Monday, October 03, 2005

Paradigm Shift...

Have you ever realized in the midst of a conversation that you are taking part in something that will forever change your life--a character-shaping conversation that is asking you to shift your paradigm to see the world in a new light, a conversation in which you know you will never be able to look at the world in the same way as you did that morning? Have you ever been in a conversation that strips you of an old paradigm and asks you to move forward in a new paradigm, a conversation that makes you question whether or not you have the character to move forward in that paradigm?

I had that conversation today...

Emily and I have been studying together out of a book called Restoring At-Risk Communities by John Perkins. Perkins is a man who has been instrumental in pulling together CCDA and has done ground-breaking work in the area of race reconciliation. If you haven't ever read anything that he has written, do.

This last week we studied through the chapter in the book that is specifically focused on race reconciliation and ended (or began, depending on how you look at it) the study today with a several hour conversation with Steve Maxwell, a good friend and a minister at PUMP.

Steve and his wife Alasha are some of my closest friends. I was there when their son Jonah was born, they frequently refer to me as their "other child", and I spend a lot of my life at their home and visa versa. Oh, by the way, Steve and Alasha are black. Normally, this point doesn't matter, but today it does. Normally when I think of Steve and Alasha, I think of them as my friends and my family, as people who are an intrical part of my daily life. But as I read, I discovered something that is relevant to the material that I was studying: Steve and Alasha are black. Jonah, one of the cutest babies in the whole wide world, is black. And whether I like it or not, Satan has found a way to separate and divide us through the color of our skin. And he's found ways to make us, all of us, think that we aren't racist and that we don't have racial problems anymore. But the truth is, I am a racist. I am a racist because I am addicted to myself--my own culture, my own values, my own comfort zones. I am addicted to the things that make me feel safe, and it doesn't feel safe a lot of the time to know people as people and not hues.

So why can I, a racist, be friends with Steve and Alasha? Because of Jesus Christ. Because Jesus told me to "love my neighbor," and he said that commandment is like the first--"to love God with your heart, soul, mind and strength"--he said that everything hangs on those two commandments. I can be in relationship with them because I have related the Gospel in who I am and have related my story to them. Because they have related the Gospel in who they are and have related their stories to me.

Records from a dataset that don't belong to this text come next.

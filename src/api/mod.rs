//! REST API layer: route handlers, DTOs, and router composition.
//!
//! All resource endpoints are mounted under `/api/v1`; the health
//! check lives at the root. With the `swagger-ui` feature enabled the
//! interactive documentation is served at `/swagger-ui`.

pub mod dto;
pub mod handlers;

use axum::Router;
use axum::extract::DefaultBodyLimit;
use axum::http::{HeaderName, HeaderValue, Method, header};
use tower_http::cors::{AllowOrigin, CorsLayer};
#[cfg(feature = "swagger-ui")]
use utoipa::OpenApi;

use crate::app_state::AppState;

/// Upper bound on multipart submissions (listings carry up to 30
/// full-resolution photos).
const MAX_BODY_BYTES: usize = 100 * 1024 * 1024;

/// OpenAPI document collecting every annotated endpoint.
#[cfg(feature = "swagger-ui")]
#[derive(OpenApi)]
#[openapi(
    paths(
        handlers::auth::login,
        handlers::auth::refresh,
        handlers::auth::logout,
        handlers::auth::register,
        handlers::auth::ping,
        handlers::users::list_users,
        handlers::users::get_user,
        handlers::users::update_user,
        handlers::users::delete_user,
        handlers::listings::search_listings,
        handlers::listings::get_listing,
        handlers::listings::create_listing,
        handlers::listings::update_listing,
        handlers::listings::delete_listing,
        handlers::sell_orders::create_order,
        handlers::sell_orders::list_orders,
        handlers::sell_orders::get_order,
        handlers::sell_orders::update_order,
        handlers::sell_orders::delete_order,
        handlers::feedbacks::create_feedback,
        handlers::feedbacks::list_feedbacks,
        handlers::feedbacks::get_feedback,
        handlers::feedbacks::update_feedback,
        handlers::feedbacks::delete_feedback,
        handlers::system::health_handler,
        handlers::system::failed_uploads_handler,
    ),
    info(
        title = "estate-api",
        description = "REST backend for a real-estate listing and lead-management platform"
    )
)]
#[derive(Debug)]
pub struct ApiDoc;

/// Builds the complete API router with all REST endpoints.
pub fn build_router() -> Router<AppState> {
    let router = Router::new()
        .nest("/api/v1", handlers::routes())
        .merge(handlers::system::root_routes());
    #[cfg(feature = "swagger-ui")]
    let router = router.merge(
        utoipa_swagger_ui::SwaggerUi::new("/swagger-ui")
            .url("/api-docs/openapi.json", ApiDoc::openapi()),
    );
    router.layer(DefaultBodyLimit::max(MAX_BODY_BYTES))
}

/// CORS for the browser-based admin panel. The refresh cookie forces
/// credentials, which in turn forces an explicit origin list; the
/// method list must cover every registered verb, PATCH included.
pub fn cors_layer(origins: &[String]) -> CorsLayer {
    let origins: Vec<HeaderValue> = origins
        .iter()
        .filter_map(|origin| origin.parse().ok())
        .collect();
    CorsLayer::new()
        .allow_origin(AllowOrigin::list(origins))
        .allow_methods([
            Method::GET,
            Method::POST,
            Method::PUT,
            Method::PATCH,
            Method::DELETE,
        ])
        .allow_headers([
            header::AUTHORIZATION,
            header::CONTENT_TYPE,
            HeaderName::from_static("x-service-id"),
        ])
        .allow_credentials(true)
}

#[cfg(test)]
mod tests {
    use super::*;
    use axum::body::Body;
    use axum::http::Request;
    use axum::routing::patch;
    use tower::ServiceExt;

    const ORIGIN: &str = "https://admin.example.com";

    async fn preflight(method: &str) -> Option<String> {
        let app: Router = Router::new()
            .route("/api/v1/orders/sell/{id}", patch(|| async { "ok" }))
            .layer(cors_layer(&[ORIGIN.to_owned()]));
        let request = Request::builder()
            .method(Method::OPTIONS)
            .uri("/api/v1/orders/sell/1")
            .header(header::ORIGIN, ORIGIN)
            .header(header::ACCESS_CONTROL_REQUEST_METHOD, method)
            .body(Body::empty())
            .ok()?;
        let response = app.oneshot(request).await.ok()?;
        response
            .headers()
            .get(header::ACCESS_CONTROL_ALLOW_METHODS)
            .and_then(|value| value.to_str().ok())
            .map(str::to_owned)
    }

    #[tokio::test]
    async fn preflight_permits_patch_for_order_updates() {
        let allowed = preflight("PATCH").await.unwrap_or_default();
        assert!(allowed.contains("PATCH"), "allow-methods was {allowed:?}");
    }

    #[tokio::test]
    async fn preflight_covers_every_registered_verb() {
        let allowed = preflight("GET").await.unwrap_or_default();
        for verb in ["GET", "POST", "PUT", "PATCH", "DELETE"] {
            assert!(allowed.contains(verb), "missing {verb} in {allowed:?}");
        }
    }
}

The truth is that the Gospel story, and only that story, can heal the rift between the races--black, white, Hispanic, Asian, Arab, Jew, Samaritan. The only thing that can heal the rift is us, who have the Gospel story written on us, taking the step to build relationship with our neighbor even when he is beaten and bloody and on the side of the road. Us giving up our self-addiction and learning to love our neighbor, and us recognizing that our neighbor is not only those who look just like us and live next door to us.

So why has this conversation so altered my paradigm? Because I know that everyday is an opportunity for me to relate, to form relationship. Everyday is an opportunity to share the gospel story and give up my self-addiction. Everyday is an opportunity for me to make a difference and reclaim the beauty Satan has destroyed, reclaim it for the glory of God. Because I now know that I can help people to see their neighbor. Because I can now encourage everyone I know to give up their self-addiction.

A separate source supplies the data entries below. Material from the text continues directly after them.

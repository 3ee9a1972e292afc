//! Listing query engine: translates an untrusted query-parameter bag
//! into a validated, role-aware filter.
//!
//! The engine is deliberately permissive: only a fixed allow-list of
//! pass-through equality filters is honored and everything else is
//! silently ignored. Bad values for derived clauses drop that clause;
//! a list query never fails on input. This is a documented policy
//! choice, not a validation gap.

use std::collections::HashMap;

use super::Audience;
use super::listing::VisibilityStatus;

/// Allow-list of pass-through equality filters: parameter name to the
/// SQL lvalue it compares against. Unknown keys are a no-op by design.
const PASS_THROUGH: &[(&str, &str)] = &[
    ("type", "deal_type"),
    ("category", "category"),
    ("businessType", "business_type"),
    ("estateAgent", "estate_agent::text"),
    ("geoPosition", "geo_position::text"),
    ("images", "images::text"),
    ("description", "description"),
    ("discount", "attrs ->> 'discount'"),
    ("soldPrice", "attrs ->> 'soldPrice'"),
    ("sourceCustomer", "attrs ->> 'sourceCustomer'"),
    ("dealOwner", "attrs ->> 'dealOwner'"),
    ("mortgage", "attrs ->> 'mortgage'"),
    ("exchange", "attrs ->> 'exchange'"),
    ("videoLink", "attrs ->> 'videoLink'"),
    ("tiktokLink", "attrs ->> 'tiktokLink'"),
    ("isCommercial", "attrs ->> 'isCommercial'"),
    ("pledge", "attrs ->> 'pledge'"),
    ("documents", "documents"),
    ("apartmentComplex", "apartment_complex::text"),
    ("ownerInfo", "owner_info::text"),
    ("countFloor", "attrs ->> 'countFloor'"),
    ("ceilingHeight", "attrs ->> 'ceilingHeight'"),
    ("toiletCount", "attrs ->> 'toiletCount'"),
    ("houseCondition", "attrs ->> 'houseCondition'"),
    ("houseWallMaterial", "attrs ->> 'houseWallMaterial'"),
    ("houseRoofMaterial", "attrs ->> 'houseRoofMaterial'"),
    ("furniture", "attrs ->> 'furniture'"),
    ("ethernet", "attrs ->> 'ethernet'"),
    ("parkingSeat", "attrs ->> 'parkingSeat'"),
    ("plotSquare", "attrs ->> 'plotSquare'"),
    ("hasBasement", "attrs ->> 'hasBasement'"),
    ("hasMansard", "attrs ->> 'hasMansard'"),
    ("houseType", "attrs ->> 'houseType'"),
    ("electricType", "attrs ->> 'electricType'"),
    ("heatingType", "attrs ->> 'heatingType'"),
    ("gasType", "attrs ->> 'gasType'"),
    ("sewerType", "attrs ->> 'sewerType'"),
    ("toiletType", "attrs ->> 'toiletType'"),
    ("waterType", "attrs ->> 'waterType'"),
    ("garage", "attrs ->> 'garage'"),
    ("landSquare", "attrs ->> 'landSquare'"),
];

/// Default page size when `limit` is absent or unparsable.
pub const DEFAULT_LIMIT: i64 = 200;

/// Rooms are bucketed at seven or more.
pub const ROOM_BUCKET_THRESHOLD: i32 = 7;

/// Floor counts above nine form a bucket instead of exact matches.
pub const FLOOR_BUCKET_THRESHOLD: i32 = 9;

/// Visibility clause resolved from the caller's audience and the
/// requested status.
#[derive(Debug, Clone, PartialEq, Eq)]
pub enum VisibilityClause {
    /// Match any of the given statuses.
    AnyOf(Vec<String>),
    /// Match exactly one status.
    Exactly(String),
}

/// Total-floor clause: exact below the bucket threshold, strictly
/// greater above it.
#[derive(Debug, Clone, Copy, PartialEq, Eq)]
pub enum TotalFloorClause {
    /// `total_floor = n`.
    Exact(i32),
    /// `total_floor > n`.
    Above(i32),
}

/// A validated, role-aware listing filter.
#[derive(Debug, Clone)]
pub struct ListingQuery {
    /// Visibility restriction, always present.
    pub visibility: VisibilityClause,
    /// `(sql lvalue, value)` pairs from the pass-through table.
    pub pass_through: Vec<(&'static str, String)>,
    /// Inclusive lower price bound.
    pub price_min: Option<i64>,
    /// Inclusive upper price bound.
    pub price_max: Option<i64>,
    /// Requested room counts (set membership).
    pub room_counts: Vec<i32>,
    /// Widen the room match to "seven or more".
    pub rooms_seven_plus: bool,
    /// Only listings not on the first floor.
    pub not_first_floor: bool,
    /// Only listings not on the last floor.
    pub not_last_floor: bool,
    /// Exact unit floor.
    pub target_floor: Option<i32>,
    /// Total-floor clause.
    pub total_floor: Option<TotalFloorClause>,
    /// Inclusive lower bound on living area.
    pub house_square_min: Option<f64>,
    /// Inclusive upper bound on living area.
    pub house_square_max: Option<f64>,
    /// Lower bound on kitchen area.
    pub kitchen_square_min: Option<f64>,
    /// Lower bound on construction year.
    pub building_year_min: Option<i32>,
    /// Exact city match on the geo field.
    pub city: Option<String>,
    /// Exact district match on the geo field.
    pub city_region: Option<String>,
    /// Case-insensitive substring match on the street name.
    pub street_search: Option<String>,
    /// 1-indexed page.
    pub page: i64,
    /// Page size.
    pub limit: i64,
}

impl ListingQuery {
    /// Builds a filter from an untrusted parameter bag.
    ///
    /// Never fails: unknown keys and unparsable values are ignored.
    #[must_use]
    pub fn from_params(params: &HashMap<String, String>, audience: Audience) -> Self {
        let get = |key: &str| params.get(key).map(String::as_str);
        let non_empty = |key: &str| get(key).filter(|v| !v.is_empty()).map(str::to_string);

        let visibility = resolve_visibility(get("visibilityStatus"), audience);

        let pass_through = PASS_THROUGH
            .iter()
            .filter_map(|&(param, lvalue)| params.get(param).map(|v| (lvalue, v.clone())))
            .collect();

        let room_counts: Vec<i32> = get("roomCount")
            .map(|raw| raw.split(',').filter_map(|p| p.trim().parse().ok()).collect())
            .unwrap_or_default();
        let rooms_seven_plus = room_counts.iter().any(|&c| c >= ROOM_BUCKET_THRESHOLD);

        let total_floor = get("totalFloor").and_then(|v| v.parse().ok()).map(|n| {
            if n > FLOOR_BUCKET_THRESHOLD {
                TotalFloorClause::Above(n)
            } else {
                TotalFloorClause::Exact(n)
            }
        });

        let page: i64 = get("page").and_then(|v| v.parse().ok()).unwrap_or(1).max(1);
        let limit: i64 = get("limit")
            .and_then(|v| v.parse().ok())
            .unwrap_or(DEFAULT_LIMIT)
            .max(1);

        Self {
            visibility,
            pass_through,
            price_min: get("priceStart").and_then(|v| v.parse().ok()),
            price_max: get("priceEnd").and_then(|v| v.parse().ok()),
            room_counts,
            rooms_seven_plus,
            not_first_floor: get("notFirstFloor") == Some("true"),
            not_last_floor: get("notLastFloor") == Some("true"),
            target_floor: get("targetFloor").and_then(|v| v.parse().ok()),
            total_floor,
            house_square_min: get("houseSquare").and_then(|v| v.parse().ok()),
            house_square_max: get("houseSquareEnd").and_then(|v| v.parse().ok()),
            kitchen_square_min: get("kitchenSquare").and_then(|v| v.parse().ok()),
            building_year_min: get("houseBuildingYear").and_then(|v| v.parse().ok()),
            city: non_empty("city"),
            city_region: non_empty("cityRegion"),
            street_search: non_empty("searchStreet"),
            page,
            limit,
        }
    }

    /// Row offset implied by the page and limit.
    #[must_use]
    pub const fn offset(&self) -> i64 {
        (self.page - 1) * self.limit
    }
}

/// Resolves the visibility clause for a caller.
///
/// Admin service: an explicit status is used verbatim; otherwise the
/// default is {active, checking}. Public client: `checking`, `canceled`
/// and absent all coerce to `active`; any other explicit value passes
/// through unchanged.
fn resolve_visibility(requested: Option<&str>, audience: Audience) -> VisibilityClause {
    let requested = requested.filter(|v| !v.is_empty());
    match audience {
        Audience::AdminService => match requested {
            Some(status) => VisibilityClause::Exactly(status.to_string()),
            None => VisibilityClause::AnyOf(vec![
                VisibilityStatus::Active.as_str().to_string(),
                VisibilityStatus::Checking.as_str().to_string(),
            ]),
        },
        Audience::Public => match requested {
            None | Some("checking") | Some("canceled") => {
                VisibilityClause::Exactly(VisibilityStatus::Active.as_str().to_string())
            }
            Some(status) => VisibilityClause::Exactly(status.to_string()),
        },
    }
}

#[cfg(test)]
mod tests {
    use super::*;

    /// Keys consumed by derived clauses and pagination. They must stay
    /// out of the pass-through table or a single parameter would bind
    /// twice.
    const RESERVED: &[&str] = &[
        "priceStart",
        "priceEnd",
        "houseSquare",
        "houseSquareEnd",
        "kitchenSquare",
        "houseBuildingYear",
        "city",
        "cityRegion",
        "targetFloor",
        "totalFloor",
        "notFirstFloor",
        "notLastFloor",
        "roomCount",
        "visibilityStatus",
        "page",
        "limit",
        "searchStreet",
    ];

    fn params(pairs: &[(&str, &str)]) -> HashMap<String, String> {
        pairs
            .iter()
            .map(|&(k, v)| (k.to_string(), v.to_string()))
            .collect()
    }

    #[test]
    fn reserved_keys_are_disjoint_from_the_pass_through_table() {
        for key in RESERVED {
            assert!(
                PASS_THROUGH.iter().all(|&(param, _)| param != *key),
                "{key} is both reserved and pass-through"
            );
        }
    }

    #[test]
    fn unknown_keys_are_silently_ignored() {
        let bag = params(&[("category", "house"), ("dropTables", "1"), ("?!", "x")]);
        let query = ListingQuery::from_params(&bag, Audience::Public);
        assert_eq!(query.pass_through, vec![("category", "house".to_string())]);
    }

    #[test]
    fn pass_through_attrs_keys_target_the_json_map() {
        let bag = params(&[("houseCondition", "good"), ("garage", "attached")]);
        let query = ListingQuery::from_params(&bag, Audience::Public);
        assert!(
            query
                .pass_through
                .contains(&("attrs ->> 'houseCondition'", "good".to_string()))
        );
        assert!(
            query
                .pass_through
                .contains(&("attrs ->> 'garage'", "attached".to_string()))
        );
    }

    #[test]
    fn price_bounds_are_inclusive_range_parts() {
        let bag = params(&[("priceStart", "1000"), ("priceEnd", "5000")]);
        let query = ListingQuery::from_params(&bag, Audience::Public);
        assert_eq!(query.price_min, Some(1000));
        assert_eq!(query.price_max, Some(5000));
    }

    #[test]
    fn room_count_below_bucket_is_plain_membership() {
        let bag = params(&[("roomCount", "2,3")]);
        let query = ListingQuery::from_params(&bag, Audience::Public);
        assert_eq!(query.room_counts, vec![2, 3]);
        assert!(!query.rooms_seven_plus);
    }

    #[test]
    fn room_count_at_or_above_seven_widens_to_bucket() {
        let bag = params(&[("roomCount", "3,8")]);
        let query = ListingQuery::from_params(&bag, Audience::Public);
        assert_eq!(query.room_counts, vec![3, 8]);
        assert!(query.rooms_seven_plus);
    }

    #[test]
    fn garbage_room_counts_drop_silently() {
        let bag = params(&[("roomCount", "two,,x")]);
        let query = ListingQuery::from_params(&bag, Audience::Public);
        assert!(query.room_counts.is_empty());
        assert!(!query.rooms_seven_plus);
    }

    #[test]
    fn total_floor_buckets_above_nine() {
        let bag = params(&[("totalFloor", "9")]);
        let query = ListingQuery::from_params(&bag, Audience::Public);
        assert_eq!(query.total_floor, Some(TotalFloorClause::Exact(9)));

        let bag = params(&[("totalFloor", "10")]);
        let query = ListingQuery::from_params(&bag, Audience::Public);
        assert_eq!(query.total_floor, Some(TotalFloorClause::Above(10)));
    }

    #[test]
    fn floor_exclusions_require_the_literal_true() {
        let bag = params(&[("notFirstFloor", "true"), ("notLastFloor", "1")]);
        let query = ListingQuery::from_params(&bag, Audience::Public);
        assert!(query.not_first_floor);
        assert!(!query.not_last_floor);
    }

    #[test]
    fn admin_defaults_to_active_and_checking() {
        let query = ListingQuery::from_params(&params(&[]), Audience::AdminService);
        assert_eq!(
            query.visibility,
            VisibilityClause::AnyOf(vec!["active".into(), "checking".into()])
        );
    }

    #[test]
    fn admin_explicit_status_is_verbatim() {
        let bag = params(&[("visibilityStatus", "canceled")]);
        let query = ListingQuery::from_params(&bag, Audience::AdminService);
        assert_eq!(query.visibility, VisibilityClause::Exactly("canceled".into()));
    }

    #[test]
    fn public_coerces_hidden_statuses_to_active() {
        for requested in [&[][..], &[("visibilityStatus", "checking")], &[("visibilityStatus", "canceled")]] {
            let query = ListingQuery::from_params(&params(requested), Audience::Public);
            assert_eq!(query.visibility, VisibilityClause::Exactly("active".into()));
        }
    }

    #[test]
    fn public_passes_other_statuses_through() {
        let bag = params(&[("visibilityStatus", "sold")]);
        let query = ListingQuery::from_params(&bag, Audience::Public);
        assert_eq!(query.visibility, VisibilityClause::Exactly("sold".into()));
    }

    #[test]
    fn pagination_defaults_and_offset() {
        let query = ListingQuery::from_params(&params(&[]), Audience::Public);
        assert_eq!((query.page, query.limit), (1, 200));
        assert_eq!(query.offset(), 0);

        let bag = params(&[("page", "3"), ("limit", "50")]);
        let query = ListingQuery::from_params(&bag, Audience::Public);
        assert_eq!(query.offset(), 100);
    }

    #[test]
    fn mixed_recognized_and_unrecognized_params_never_error() {
        let bag = params(&[
            ("priceStart", "not-a-number"),
            ("city", "Almaty"),
            ("totallyUnknown", "whatever"),
        ]);
        let query = ListingQuery::from_params(&bag, Audience::Public);
        assert_eq!(query.price_min, None);
        assert_eq!(query.city.as_deref(), Some("Almaty"));
    }
}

Lord, this is deeper than I ever knew. It is more painful than I was willing to believe. But don't let me see the world through out-dated paradigms that keep me caught in self-addiction. Father, I want to love people. I want to love my neighbor. Teach me to relate the Gospel and to relate my story. Teach me to build relationship that goes deeper than any of the comfort zones and false gods that I set up. Father, make me humble before men that they may see my good deeds and praise You, my Father in Heaven.

1 comment:

Kristi said...

Sounds like you are on a great journey, Amanda! I had a similar epiphany in grad school when I took...it's late so I can't remember the name, but basically cultural psychology or whatever. We were really forced to examine our biases, prejudices and racism (the way we looked at it was slightly different it sounds like than Perkins definitions). Wow, what an uncomfortable experience! But one that was so important for those of us going into cross-cultural counseling (which is pretty much all counseling - you are crossing some culture with everyone: age, race, gender, social status, education...), and one that was life-changing, as well. That probably stuck with me more than just about anything else I learned in those years. I hope your journey of learning and growing in this area continues!